Because what you’ve got to realise here is that there wasn’t just Minnie and me. The horses needed food and they needed water every night. Like a Clydesdale will drink 75 litres a day. You know, I did carry water but just emergency water and the New South Wales Pastoral Protection Board supervisors helped with water drops along the way. But, oh, I would’ve never have been able to do it without the station owners or the station managers, that’s for sure.
Well, there was one woman, she heard that I was coming through and she drove all the way out to the main road with some water and food for the horses, then she picked me up, took me back to her place where I had a shower and what-have-you and I had a beautiful tea with her and then she drove me all the way back to camp. And that was a 210-kilometre round trip she did.
That was the sort of thing that was happening.
And a lot of these people I’d never even met before. Some I didn’t even get to meet. Like, I’d just be driving along and there’d be a 44-gallon drum of water and a couple of bales of hay, sitting on the side of the road, with a sign on it saying, ‘For the Royal Flying Doctor Service horse-drawn wagon trip.’ And I didn’t even have a clue who left these things.
Then, at one stage, I got bogged. That was near G4 Station, between Walgett and Brewarrina, in the central north of New South Wales. It’s all black soil through there and we got this rain and the horses were slipping this way and that and the wheels on the wagon were sliding all over the place. Then the trailer wheels got clogged, and the horses just couldn’t handle it.

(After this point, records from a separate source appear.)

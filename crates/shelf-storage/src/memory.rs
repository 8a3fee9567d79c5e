use async_trait::async_trait;
use tokio::sync::RwLock;
use tracing::debug;

use shelf_core::{Fields, Record, Result, Schema, StoreError};

use crate::store::{ResourceStore, UpdateMode};

/// Mutable store state guarded by a single lock.
///
/// `records` and `next_id` always change together (id assignment is a
/// read-modify-write sequence), so they share one critical section.
#[derive(Debug, Default)]
struct StoreState {
    /// Records in insertion order. Order is observable through `list`.
    records: Vec<Record>,
    /// Monotonically increasing id counter. Never decreases, survives
    /// deletions, never reuses an id.
    next_id: u64,
}

impl StoreState {
    fn position(&self, id: u64) -> Option<usize> {
        self.records.iter().position(|r| r.id == id)
    }
}

/// In-memory Shelf store backend.
///
/// Records live in a `Vec` behind one `tokio::sync::RwLock`: every mutation
/// takes the write lock for its whole read-modify-write sequence, reads
/// share the read lock and can never observe a record mid-construction.
/// The store does no network or disk I/O and holds no state outside this
/// process.
#[derive(Debug)]
pub struct MemoryStore {
    schema: Schema,
    inner: RwLock<StoreState>,
}

impl MemoryStore {
    /// Creates an empty store; the first created record gets id 1.
    pub fn new(schema: Schema) -> Self {
        Self {
            schema,
            inner: RwLock::new(StoreState {
                records: Vec::new(),
                next_id: 1,
            }),
        }
    }

    /// Creates a store pre-populated with seed records.
    ///
    /// Seed ids must be strictly positive and unique; seed fields must pass
    /// the schema's create validation (defaults are filled in). `next_id`
    /// starts one past the highest seed id, so seeded ids are never handed
    /// out again.
    ///
    /// # Errors
    ///
    /// Returns `StoreError::Validation` for a non-positive seed id, an id of
    /// `u64::MAX` (no successor id exists), or schema-invalid seed fields,
    /// and `StoreError::Conflict` for a duplicated seed id.
    pub fn with_seed(schema: Schema, seed: Vec<Record>) -> Result<Self> {
        let mut records = Vec::with_capacity(seed.len());
        let mut next_id = 1;

        for record in seed {
            if record.id == 0 {
                return Err(StoreError::validation("seed record id must be positive"));
            }
            if records.iter().any(|r: &Record| r.id == record.id) {
                return Err(StoreError::conflict(&schema.resource_type, record.id));
            }
            let fields = schema.validate_create(&record.fields)?;
            let successor = record.id.checked_add(1).ok_or_else(|| {
                StoreError::validation("seed record id leaves no room for new ids")
            })?;
            records.push(Record::with_fields(record.id, fields));
            next_id = next_id.max(successor);
        }

        Ok(Self {
            schema,
            inner: RwLock::new(StoreState { records, next_id }),
        })
    }

    pub fn schema(&self) -> &Schema {
        &self.schema
    }

    pub async fn list(&self) -> Vec<Record> {
        let state = self.inner.read().await;
        state.records.clone()
    }

    pub async fn get(&self, id: u64) -> Result<Record> {
        let state = self.inner.read().await;
        state
            .position(id)
            .map(|pos| state.records[pos].clone())
            .ok_or_else(|| StoreError::not_found(&self.schema.resource_type, id))
    }

    pub async fn create(&self, fields: &Fields) -> Result<Record> {
        // Validation is all-or-nothing and needs no lock; the schema is
        // immutable for the store's lifetime.
        let fields = self.schema.validate_create(fields)?;

        let mut state = self.inner.write().await;

        // Id assignment and insertion form one atomic step under the write
        // lock. A collision here means the counter went backwards.
        let id = state.next_id;
        state.next_id += 1;
        debug_assert!(state.position(id).is_none(), "generated id {id} collides");

        let record = Record::with_fields(id, fields);
        state.records.push(record.clone());

        debug!(resource_type = %self.schema.resource_type, id, "created record");
        Ok(record)
    }

    pub async fn update(&self, id: u64, fields: &Fields, mode: UpdateMode) -> Result<Record> {
        let mut state = self.inner.write().await;

        // Existence wins over payload problems: updating a missing id is
        // NotFound even when the body would not validate.
        let pos = state
            .position(id)
            .ok_or_else(|| StoreError::not_found(&self.schema.resource_type, id))?;

        let patch = self.schema.validate_patch(fields)?;

        let record = &mut state.records[pos];
        match mode {
            UpdateMode::Merge => {
                for (name, value) in patch {
                    record.set_field(name, value);
                }
            }
            UpdateMode::Replace => {
                let mut fields = Fields::new();
                for spec in &self.schema.fields {
                    let value = patch
                        .get(&spec.name)
                        .or_else(|| record.get_field(&spec.name))
                        .cloned()
                        .or_else(|| spec.default.clone());
                    if let Some(value) = value {
                        fields.insert(spec.name.clone(), value);
                    }
                }
                record.fields = fields;
            }
        }

        debug!(resource_type = %self.schema.resource_type, id, ?mode, "updated record");
        Ok(record.clone())
    }

    pub async fn delete(&self, id: u64) -> Result<()> {
        let mut state = self.inner.write().await;

        // Existence is checked first: deleting a missing id reports
        // NotFound, never silent success.
        let pos = state
            .position(id)
            .ok_or_else(|| StoreError::not_found(&self.schema.resource_type, id))?;
        state.records.remove(pos);

        debug!(resource_type = %self.schema.resource_type, id, "deleted record");
        Ok(())
    }

    pub async fn count(&self) -> usize {
        let state = self.inner.read().await;
        state.records.len()
    }

    pub async fn exists(&self, id: u64) -> bool {
        let state = self.inner.read().await;
        state.position(id).is_some()
    }
}

// Implement the ResourceStore trait by delegating to the inherent methods.
#[async_trait]
impl ResourceStore for MemoryStore {
    fn schema(&self) -> &Schema {
        MemoryStore::schema(self)
    }

    async fn list(&self) -> Vec<Record> {
        MemoryStore::list(self).await
    }

    async fn get(&self, id: u64) -> Result<Record> {
        MemoryStore::get(self, id).await
    }

    async fn create(&self, fields: &Fields) -> Result<Record> {
        MemoryStore::create(self, fields).await
    }

    async fn update(&self, id: u64, fields: &Fields, mode: UpdateMode) -> Result<Record> {
        MemoryStore::update(self, id, fields, mode).await
    }

    async fn delete(&self, id: u64) -> Result<()> {
        MemoryStore::delete(self, id).await
    }

    async fn count(&self) -> usize {
        MemoryStore::count(self).await
    }

    async fn exists(&self, id: u64) -> bool {
        MemoryStore::exists(self, id).await
    }
}
//! # shelf-storage
//!
//! Storage layer for the Shelf resource store: the [`ResourceStore`] trait,
//! the in-memory [`MemoryStore`] backend, and a config-driven factory.
//!
//! ## Overview
//!
//! A store owns an ordered collection of records and all CRUD logic:
//! - `list` / `get` — reads, insertion order preserved
//! - `create` — schema validation, atomic id assignment, append
//! - `update` — full-replace or partial-merge, validated before mutation
//! - `delete` — existence-checked removal, never a silent no-op
//!
//! Ids are monotonically increasing for the store's lifetime and are never
//! reused, even across deletions.
//!
//! ## Example
//!
//! ```
//! use shelf_core::{FieldKind, FieldSpec, Schema};
//! use shelf_storage::MemoryStore;
//! use serde_json::json;
//!
//! # tokio_test::block_on(async {
//! let schema = Schema::new("todo")
//!     .with_field(FieldSpec::required("task", FieldKind::Text))
//!     .with_field(FieldSpec::optional("done", FieldKind::Flag, json!(false)));
//! let store = MemoryStore::new(schema);
//!
//! let mut fields = shelf_core::Fields::new();
//! fields.insert("task".into(), json!("Ship Z"));
//! let record = store.create(&fields).await.unwrap();
//! assert_eq!(record.id, 1);
//! assert_eq!(record.get_field("done"), Some(&json!(false)));
//! # });
//! ```

mod factory;
mod memory;
mod store;

pub use factory::{StoreBackend, StoreConfig, create_store};
pub use memory::MemoryStore;
pub use store::{DynStore, ResourceStore, UpdateMode};

// Re-export the core types most callers need alongside the trait.
pub use shelf_core::{Fields, Record, Result, Schema, StoreError};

So we just could not move.
Anyway, I walked the horses into G4 Station and the people there came back out with a big four-wheel-drive tractor and towed the trailer in. Then we were there for about eight or ten days, waiting for everything to dry out enough to get out of the place. But they looked after us really well. They killed a sheep for us and everything. And those people had nothing, neither.
Then sometimes the news would get out that I was coming along and people would kill a sheep and they’d cut up half a side and put it in little bags for me. And here I am with a little caravan fridge, you know. The freezer was flat out holding six mutton chops and here they are hitting me with about thirty or more chops.
And another funny thing; everybody wanted to give me eggs: and you can’t say ‘No’ because they just won’t take ‘No’ for an answer. Anyway, this particular day I had about six dozen eggs with me and this elderly couple pulled up. They were pensioners who were just touring around in their little caravan on holidays. So when they pulled up I asked them if they’d like to have a dozen eggs.